Au printemps 1880, Édouard Sacher, cuisinier et fin gastronome, propriétaire de l'hôtel de l'Opéra au « 4 de la Augustinerstrabe », la place la plus élégante et fréquentée de Vienne, venait d'avoir 39 ans quand il épousa Anna Fuchs, âgée de 21 ans. La très coquette et très résolue madame Sacher s'adapta très vite à son nouvel emploi et devint bientôt le soutien indispensable de son Édouard.

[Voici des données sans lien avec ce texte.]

//! Sessions opened by each account.
//!
//! `tower_sessions.session` only knows opaque ids; this table ties them to a
//! user so every open session of an account can be dropped at once.

use sqlx::{PgConnection, PgPool};

use synclune_core::UserId;

use super::RepositoryError;

/// Attach a stored session to the account that just signed in.
///
/// # Errors
///
/// Returns `RepositoryError::Database` if the insert fails, including when
/// the session row was not saved yet.
pub async fn record(pool: &PgPool, user_id: UserId, session_id: &str) -> Result<(), RepositoryError> {
    sqlx::query(
        r"
        INSERT INTO synclune.user_session (session_id, user_id)
        VALUES ($1, $2)
        ON CONFLICT (session_id) DO UPDATE SET user_id = EXCLUDED.user_id
        ",
    )
    .bind(session_id)
    .bind(user_id)
    .execute(pool)
    .await?;
    Ok(())
}

/// Delete every stored session of an account. Returns the number dropped.
///
/// The link rows cascade with their sessions.
///
/// # Errors
///
/// Returns `RepositoryError::Database` if the delete fails.
pub async fn revoke_all(conn: &mut PgConnection, user_id: UserId) -> Result<u64, RepositoryError> {
    let result = sqlx::query(
        r"
        DELETE FROM tower_sessions.session
        WHERE id IN (
            SELECT session_id FROM synclune.user_session WHERE user_id = $1
        )
        ",
    )
    .bind(user_id)
    .execute(conn)
    .await?;
    Ok(result.rows_affected())
}

/// Number of sessions an account still has.
///
/// # Errors
///
/// Returns `RepositoryError::Database` if the query fails.
pub async fn count_for_user(pool: &PgPool, user_id: UserId) -> Result<i64, RepositoryError> {
    let count: i64 =
        sqlx::query_scalar("SELECT COUNT(*) FROM synclune.user_session WHERE user_id = $1")
            .bind(user_id)
            .fetch_one(pool)
            .await?;
    Ok(count)
}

Grâce à l'excellente cuisine, à l'atmosphère délicatement feutrée de la maison, ainsi qu'à la maîtresse des lieux qui s'occupait des hôtes de manière exemplaire, l'hôtel devint un pôle d'attraction. Il comptait parmi ses clients les plus hauts représentants de l'aristrocatie austro-hongroise. On y appréciait l'art culinaire d'Édouard Sacher et, surtout, la fameuse tarte Sacher. Cette tarte était l'invention du père d'Édouard, Franz, lui-même cuisinier ayant travaillé derrière les fourneaux de grandes maisons. Certains jours, l'hôtel de l'Opéra expédiait à Paris, Londres ou Berlin plus de quatre cents tartes. L'impératrice Élisabeth (Sissi) elle-même commanda une de ces fameuses tartes au chocolat et à la confiture d'abricot. C'était en 1891.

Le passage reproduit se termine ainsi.